My contractions also stopped so I had to have something to start them off again!

I also never had the real urge to push but my midwife was telling me to push waaay before I felt ready coz he hadn't dropped and she wanted me to get him down the birth canal. She had me on my back ( which I now know to be the worst position for giving labour in! ) And I felt like I was pushing against nothing, if that makes sense!? My body wasn't ready to push. In the end, my son got stuck. He was 9lb 1 born and only 4 1/2 hours past his due date! I'd been predicted a 6-7lb baby. I was only tiny, a size 8 and had a tiny, neat little bump and didn't put on any weight apart from my babies! I was cut and had ventouse in the end. 

This time I really want to try a more 'natural' birthing position. Last time I had to be strapped up to a machine to monitor my sons heart rate so I couldn't really move much at all. I didn't go into hospital until I was 5cm dilated either. I want to stay at home for as long as possible and be able to move/walk around more this time. I also just want to do it on gas and air if possible as I know Epi's slow labour down and I didn't want it so much for the pain at the time, it was coz I was exhausted. X


----------



## lynnikins

the "urge" doesnt come as soon as baby is ready to decend for all women your body is tuned to know when and when not to and if you dont get it before the MW's ask its not a big deal, having a back to back baby will affect this as baby wont be in the ideal position also your own positioning can have an impact on it if there is no weight being put directly on the edges of the cervix when its fully dilated then how is it supposed to send the message to push to your brain? 
Ever labour is differnt and some women dont get the urge to push , some women dont actually need to push if things are going well then your body can actually do it all itself without your brain needing to consiously be involved in the process.


----------



## bubbles123

I had regular contractions but no desire to push at all, even at 10cm. So I have no idea what the urge to push feels like. My LO was stuck solid and back to back though and was an eventual ventouse after pushing for over 2 hours so that probably had something to do with it.


----------



## dan-o

It sounds a lot like my labour & mine was a back to back presentation. My contractions were like yours, one rolling into another & super intense!

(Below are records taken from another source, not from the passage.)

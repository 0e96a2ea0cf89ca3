pub mod backend;
pub mod file;

pub use backend::{
    AudioFrame, CaptureConstraints, CaptureDevice, LocalStream, MediaDevices, PlaybackSink,
    RemoteStream,
};
pub use file::{AudioFile, WavFileMicrophone};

I only got an urge to push when I was kneeling over the back of the bed during transition, but it was more an involuntary bearing down at the peak of each contraction than an urge to want to do anything. I asked for an epidural at that point, but obviously it was far too late for that lol. I never got any urge at all when I was laying on my back, I just pushed through the middle of each contraction, which took away the pain and got baby out.. what a relief!

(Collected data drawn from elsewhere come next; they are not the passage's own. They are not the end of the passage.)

use std::time::Duration;
use tokio::sync::broadcast::{self, error::RecvError};
use tokio::task::JoinHandle;
use tokio::time::MissedTickBehavior;
use tokio_util::sync::CancellationToken;
use tracing::{debug, error, info, warn};

use super::analyzer::{AnalyzerConfig, FrequencyAnalyzer};
use super::emotion::EmotionSnapshot;
use crate::audio::AudioFrame;
use crate::session::MIN_PERIOD;

/// Periodic telemetry over the local stream
///
/// Reads frames by reference (a broadcast subscription), never owns the
/// capture device. `stop()` cancels the timer before the analyser is dropped,
/// so no tick fires once teardown begins.
pub struct TelemetrySampler {
    cancel: CancellationToken,
    handle: Option<JoinHandle<()>>,
}

impl TelemetrySampler {
    /// Start sampling every `interval`
    ///
    /// `emit` receives each snapshot and returns `false` to stop the sampler.
    pub fn spawn<F>(
        mut frames: broadcast::Receiver<AudioFrame>,
        config: AnalyzerConfig,
        interval: Duration,
        mut emit: F,
    ) -> Self
    where
        F: FnMut(EmotionSnapshot) -> bool + Send + 'static,
    {
        if interval.is_zero() {
            warn!("Zero telemetry interval, using {:?}", MIN_PERIOD);
        }
        let interval = interval.max(MIN_PERIOD);
        let cancel = CancellationToken::new();
        let token = cancel.clone();

        let handle = tokio::spawn(async move {
            let mut analyzer = FrequencyAnalyzer::new(config);
            let mut ticker = tokio::time::interval_at(tokio::time::Instant::now() + interval, interval);
            ticker.set_missed_tick_behavior(MissedTickBehavior::Skip);

            info!(
                "Telemetry sampler started ({} bins, every {:?})",
                analyzer.bin_count(),
                interval
            );

            loop {
                tokio::select! {
                    biased;

                    _ = token.cancelled() => break,

                    _ = ticker.tick() => {
                        if token.is_cancelled() {
                            break;
                        }
                        let bins = analyzer.byte_frequency_data();
                        if !emit(EmotionSnapshot::from_bins(&bins)) {
                            debug!("Telemetry receiver gone, stopping sampler");
                            break;
                        }
                    }

                    frame = frames.recv() => match frame {
                        Ok(frame) => analyzer.push_samples(&frame.samples),
                        Err(RecvError::Lagged(skipped)) => {
                            debug!("Telemetry sampler lagged, skipped {} frames", skipped);
                        }
                        Err(RecvError::Closed) => {
                            debug!("Local stream closed, stopping sampler");
                            break;
                        }
                    },
                }
            }

            info!("Telemetry sampler stopped");
        });

        Self {
            cancel,
            handle: Some(handle),
        }
    }

    pub fn is_running(&self) -> bool {
        self.handle.as_ref().is_some_and(|h| !h.is_finished())
    }

    /// Cancel the timer and wait for the analyser to be released (idempotent)
    pub async fn stop(&mut self) {
        self.cancel.cancel();
        if let Some(handle) = self.handle.take() {
            if let Err(e) = handle.await {
                error!("Telemetry sampler task panicked: {}", e);
            }
        }
    }
}

impl Drop for TelemetrySampler {
    fn drop(&mut self) {
        self.cancel.cancel();
    }
}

My baby didnt turn in labour either, he came out looking up!

I'm told labour with a normal presentation is a lot less intense! :flower:


----------



## Guppy051708

I never really had the urge to push. I did a little but not much at all. But i think thats because i had a very long labor (30 hours unmedicated) and i was tired ALSO my baby was posterior and i know that plays a huge role in the urge to push! Every time i felt a contraction i had to have the MW feel my stomach (it gets hard when you reach the peak of one) so she could tell me when to push. But i did it....6 hours later haha (my contractions only came about once every 6 minutes)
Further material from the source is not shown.